* **RECORDS SUPPLIED**

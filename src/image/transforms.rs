use crate::utils::error::InferenceError;
use crate::Result;
use image::imageops::{self, FilterType};
use image::RgbImage;
use ndarray::Array4;

/// letterbox 填充值（与训练时一致的灰色）
pub const LETTERBOX_FILL: f32 = 114.0 / 255.0;

/// letterbox 变换参数，用于把模型坐标映射回原图
#[derive(Debug, Clone, Copy, PartialEq)]
pub struct LetterboxParams {
    pub scale: f32,
    pub pad_x: f32,
    pub pad_y: f32,
    pub orig_w: u32,
    pub orig_h: u32,
}

impl LetterboxParams {
    /// 模型输入坐标系中的 [x1, y1, x2, y2] -> 原图像素坐标（裁剪到图像范围内）
    pub fn to_original(&self, bbox: [f32; 4]) -> [f32; 4] {
        let w = self.orig_w as f32;
        let h = self.orig_h as f32;
        [
            ((bbox[0] - self.pad_x) / self.scale).clamp(0.0, w),
            ((bbox[1] - self.pad_y) / self.scale).clamp(0.0, h),
            ((bbox[2] - self.pad_x) / self.scale).clamp(0.0, w),
            ((bbox[3] - self.pad_y) / self.scale).clamp(0.0, h),
        ]
    }
}

/// 图像变换工具集
pub struct ImageTransforms;

impl ImageTransforms {
    /// 拉伸到固定尺寸（不保持宽高比）
    pub fn resize_exact(image: &RgbImage, width: u32, height: u32) -> RgbImage {
        if image.dimensions() == (width, height) {
            return image.clone();
        }
        imageops::resize(image, width, height, FilterType::Triangle)
    }

    /// HWC u8 -> NCHW f32，像素值缩放到 [0, 1]
    pub fn to_nchw_tensor(image: &RgbImage) -> Array4<f32> {
        let (width, height) = image.dimensions();
        let mut tensor = Array4::<f32>::zeros((1, 3, height as usize, width as usize));

        for (x, y, pixel) in image.enumerate_pixels() {
            for c in 0..3 {
                tensor[[0, c, y as usize, x as usize]] = pixel[c] as f32 / 255.0;
            }
        }

        tensor
    }

    /// 等比缩放并居中填充到 size x size
    pub fn letterbox(image: &RgbImage, size: u32) -> Result<(Array4<f32>, LetterboxParams)> {
        let (orig_w, orig_h) = image.dimensions();
        if orig_w == 0 || orig_h == 0 {
            return Err(InferenceError::InvalidInput(format!(
                "Invalid image dimensions: {}x{}",
                orig_w, orig_h
            )));
        }

        let scale = (size as f32 / orig_w as f32).min(size as f32 / orig_h as f32);
        let new_w = ((orig_w as f32 * scale).round() as u32).clamp(1, size);
        let new_h = ((orig_h as f32 * scale).round() as u32).clamp(1, size);

        let pad_x = (size - new_w) as f32 / 2.0;
        let pad_y = (size - new_h) as f32 / 2.0;
        let offset_x = (pad_x - 0.1).round().max(0.0) as usize;
        let offset_y = (pad_y - 0.1).round().max(0.0) as usize;

        let resized = Self::resize_exact(image, new_w, new_h);

        let size = size as usize;
        let mut tensor = Array4::<f32>::from_elem((1, 3, size, size), LETTERBOX_FILL);
        for (x, y, pixel) in resized.enumerate_pixels() {
            let (tx, ty) = (offset_x + x as usize, offset_y + y as usize);
            if tx >= size || ty >= size {
                continue;
            }
            for c in 0..3 {
                tensor[[0, c, ty, tx]] = pixel[c] as f32 / 255.0;
            }
        }

        Ok((
            tensor,
            LetterboxParams {
                scale,
                pad_x: offset_x as f32,
                pad_y: offset_y as f32,
                orig_w,
                orig_h,
            },
        ))
    }
}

* **ASSIGNED TASK**
If a line of the listing above holds the string "struct", copy it.

* **REPLY TO THE EXERCISE**
pub struct LetterboxParams {
pub struct ImageTransforms;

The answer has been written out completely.